Abstract Nearly 40% of pancreatic cancer overexpressed pro-inflammatory Interleukin-17 receptor B (IL-17RB), and this signal pathway plays an essential role in promoting tumorigenesis and metastasis. Targeting the initial event of IL-17B/IL-17RB oncogenic signaling by disrupting IL-17RB-MLK4 interaction represents an excellent strategy for treating pancreatic cancer. To develop specific and effective small molecule disruptors, we have established a high-throughput screening (HTS) method using pY447 IL-17RB signal-based assay to identify blockers inhibiting IL-17B/IL-17RB oncogenic signaling. Three FDA-approved drugs were found to inhibit IL-17B-induced pY447 of IL-17RB signaling after screening 2560 FDA-approved drugs and 11000 TKI-related compounds. These drugs are more effective than the original loop peptide in inhibiting soft agar colony formation and spheroid formation of pancreatic tumor cells. Furthermore, we identified Drug H, which was not an anticancer drug before, could efficiently and specifically disrupt the interaction between IL-17RB and MLK4. Oral administration of Drug H can significantly suppress pancreatic tumor growth and metastasis and extend the life of mice with pancreatic tumors.
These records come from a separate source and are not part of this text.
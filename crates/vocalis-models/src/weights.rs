//! Read-only access to cached model files

use std::fs::File;
use std::path::{Path, PathBuf};

use memmap2::Mmap;
use serde::de::DeserializeOwned;

use crate::error::ModelError;

/// Memory-mapped weight file
pub struct MappedWeights {
    path: PathBuf,
    mmap: Mmap,
}

impl MappedWeights {
    /// Map `path` read-only. Empty files are rejected.
    pub fn open(path: &Path) -> Result<Self, ModelError> {
        let file = File::open(path)?;
        if file.metadata()?.len() == 0 {
            return Err(ModelError::InvalidModelFile(format!(
                "{} is empty",
                path.display()
            )));
        }
        // SAFETY: snapshot files are never written in place; downloads
        // replace whole snapshot directories
        let mmap = unsafe { Mmap::map(&file)? };
        Ok(Self {
            path: path.to_path_buf(),
            mmap,
        })
    }

    pub fn path(&self) -> &Path {
        &self.path
    }

    pub fn as_bytes(&self) -> &[u8] {
        &self.mmap
    }

    pub fn len(&self) -> usize {
        self.mmap.len()
    }

    pub fn is_empty(&self) -> bool {
        self.mmap.is_empty()
    }
}

impl std::fmt::Debug for MappedWeights {
    fn fmt(&self, f: &mut std::fmt::Formatter<'_>) -> std::fmt::Result {
        f.debug_struct("MappedWeights")
            .field("path", &self.path)
            .field("len", &self.mmap.len())
            .finish()
    }
}

/// Parse a JSON file shipped with a model
pub fn read_json<T: DeserializeOwned>(path: &Path) -> Result<T, ModelError> {
    let text = std::fs::read_to_string(path)?;
    serde_json::from_str(&text)
        .map_err(|e| ModelError::InvalidModelFile(format!("{}: {}", path.display(), e)))
}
Combining Drug H with gemcitabine treatment also showed synergistic effects in suppressing pancreatic tumor growth and metastasis. These data suggest Drug H may be a promising lead compound for disrupting IL-17RB/MLK4 and treating pancreatic cancer. Citation Format: I-Chih Chen, Yi-Ling Ko, Ching-Hsuan Huang, Jiin-Horng Lee, Yung-Cheng Lo, Chun-Mei Hu. Developing small molecules to disrupt IL-17RB and MLK4 interaction for pancreatic cancer treatment [abstract]. In: Proceedings of the AACR Special Conference in Cancer Research: Pancreatic Cancer; 2023 Sep 27-30; Boston, Massachusetts. Philadelphia (PA): AACR; Cancer Res 2024;84(2 Suppl):Abstract nr A103.